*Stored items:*
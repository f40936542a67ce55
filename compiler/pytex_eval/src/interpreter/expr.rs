//! Expression evaluation.

use std::rc::Rc;

use pytex_ir::{BoolOp, Comprehension, ComprehensionClause, Expr, ExprKind, FStringPart};
use pytex_stack::ensure_sufficient_stack;

use super::{Args, Frame, Interpreter};
use crate::errors::{type_error, EvalResult};
use crate::format::format_value;
use crate::iter::iterate;
use crate::methods::get_attribute;
use crate::operators::{binary, compare, unary};
use crate::subscript::{get_item, get_slice};
use crate::value::{Dict, FunctionCode};
use crate::Value;

impl Interpreter {
    pub(crate) fn eval(&mut self, expr: &Expr) -> EvalResult {
        ensure_sufficient_stack(|| self.eval_inner(expr)).map_err(|err| err.with_span(expr.span))
    }

    fn eval_inner(&mut self, expr: &Expr) -> EvalResult {
        match &expr.kind {
            ExprKind::Name(name) => self.lookup(name),
            ExprKind::None => Ok(Value::None),
            ExprKind::Bool(b) => Ok(Value::Bool(*b)),
            ExprKind::Int(n) => Ok(Value::Int(*n)),
            ExprKind::Float(f) => Ok(Value::Float(*f)),
            ExprKind::Str(s) => Ok(Value::Str(Rc::clone(s))),
            ExprKind::FString(parts) => Ok(Value::from(self.eval_fstring(parts)?)),
            ExprKind::Tuple(items) => Ok(Value::tuple(self.eval_all(items)?)),
            ExprKind::List(items) => Ok(Value::list(self.eval_all(items)?)),
            ExprKind::Dict(entries) => {
                let mut dict = Dict::new();
                for (key, value) in entries {
                    let key = self.eval(key)?;
                    let value = self.eval(value)?;
                    dict.insert(key, value)?;
                }
                Ok(Value::dict(dict))
            }
            ExprKind::Unary { op, operand } => {
                let operand = self.eval(operand)?;
                unary(*op, &operand)
            }
            ExprKind::Binary { op, left, right } => {
                let left = self.eval(left)?;
                let right = self.eval(right)?;
                binary(*op, &left, &right)
            }
            ExprKind::Logical { op, left, right } => {
                let left = self.eval(left)?;
                let short_circuits = match op {
                    BoolOp::And => !left.is_truthy(),
                    BoolOp::Or => left.is_truthy(),
                };
                if short_circuits {
                    Ok(left)
                } else {
                    self.eval(right)
                }
            }
            ExprKind::Compare { left, rest } => {
                let mut left = self.eval(left)?;
                for (op, right) in rest {
                    let right = self.eval(right)?;
                    if !compare(*op, &left, &right)? {
                        return Ok(Value::Bool(false));
                    }
                    left = right;
                }
                Ok(Value::Bool(true))
            }
            ExprKind::IfExp { test, body, orelse } => {
                if self.eval(test)?.is_truthy() {
                    self.eval(body)
                } else {
                    self.eval(orelse)
                }
            }
            ExprKind::Lambda(lambda) => {
                self.make_function(Rc::from("<lambda>"), FunctionCode::Lambda(Rc::clone(lambda)))
            }
            ExprKind::Call { func, args } => {
                let callee = self.eval(func)?;
                let mut evaluated = Args::new(Vec::with_capacity(args.len()));
                for arg in args {
                    let value = self.eval(&arg.value)?;
                    match &arg.name {
                        Some(name) => evaluated.keywords.push((name.clone(), value)),
                        None => evaluated.positional.push(value),
                    }
                }
                self.call(&callee, evaluated)
            }
            ExprKind::Attribute { object, name } => {
                let object = self.eval(object)?;
                get_attribute(&object, name)
            }
            ExprKind::Subscript { object, index } => {
                let object = self.eval(object)?;
                if let ExprKind::Slice { lower, upper, step } = &index.kind {
                    let bounds =
                        self.eval_slice_bounds(lower.as_deref(), upper.as_deref(), step.as_deref())?;
                    return get_slice(&object, &bounds);
                }
                let index = self.eval(index)?;
                get_item(&object, &index)
            }
            ExprKind::Slice { .. } => Err(type_error("slice syntax is only valid inside a subscript")),
            ExprKind::Comprehension(comprehension) => self.eval_comprehension(comprehension),
        }
    }

    fn eval_all(&mut self, exprs: &[Expr]) -> EvalResult<Vec<Value>> {
        exprs.iter().map(|expr| self.eval(expr)).collect()
    }

    fn eval_fstring(&mut self, parts: &[FStringPart]) -> EvalResult<String> {
        let mut out = String::new();
        for part in parts {
            match part {
                FStringPart::Literal(text) => out.push_str(text),
                FStringPart::Field {
                    expr,
                    conversion,
                    spec,
                } => {
                    let value = self.eval(expr)?;
                    let value = match conversion {
                        Some('r' | 'a') => Value::from(value.repr()),
                        Some(_) => Value::from(value.to_str()),
                        None => value,
                    };
                    let spec = self.eval_fstring(spec)?;
                    out.push_str(&format_value(&value, &spec).map_err(|err| err.with_span(expr.span))?);
                }
            }
        }
        Ok(out)
    }

    /// List comprehensions and generator expressions, both collected into a
    /// list inside their own frame.
    fn eval_comprehension(&mut self, comprehension: &Comprehension) -> EvalResult {
        let frame = Frame::comprehension(&self.frame);
        let mut guard = self.enter(frame)?;
        let mut out = Vec::new();
        guard.run_clauses(&comprehension.clauses, &comprehension.element, &mut out)?;
        Ok(Value::list(out))
    }

    fn run_clauses(
        &mut self,
        clauses: &[ComprehensionClause],
        element: &Expr,
        out: &mut Vec<Value>,
    ) -> EvalResult<()> {
        let Some((clause, rest)) = clauses.split_first() else {
            out.push(self.eval(element)?);
            return Ok(());
        };
        match clause {
            ComprehensionClause::For { target, iter } => {
                let iterable = self.eval(iter)?;
                for item in iterate(&iterable)? {
                    self.assign(target, item)?;
                    self.run_clauses(rest, element, out)?;
                }
            }
            ComprehensionClause::If(condition) => {
                if self.eval(condition)?.is_truthy() {
                    self.run_clauses(rest, element, out)?;
                }
            }
        }
        Ok(())
    }
}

*TASK DESCRIPTION:*
Every line that contains the string "operand" should be copied from the records.

*WRITTEN SOLUTION:*
            ExprKind::Unary { op, operand } => {
                let operand = self.eval(operand)?;
                unary(*op, &operand)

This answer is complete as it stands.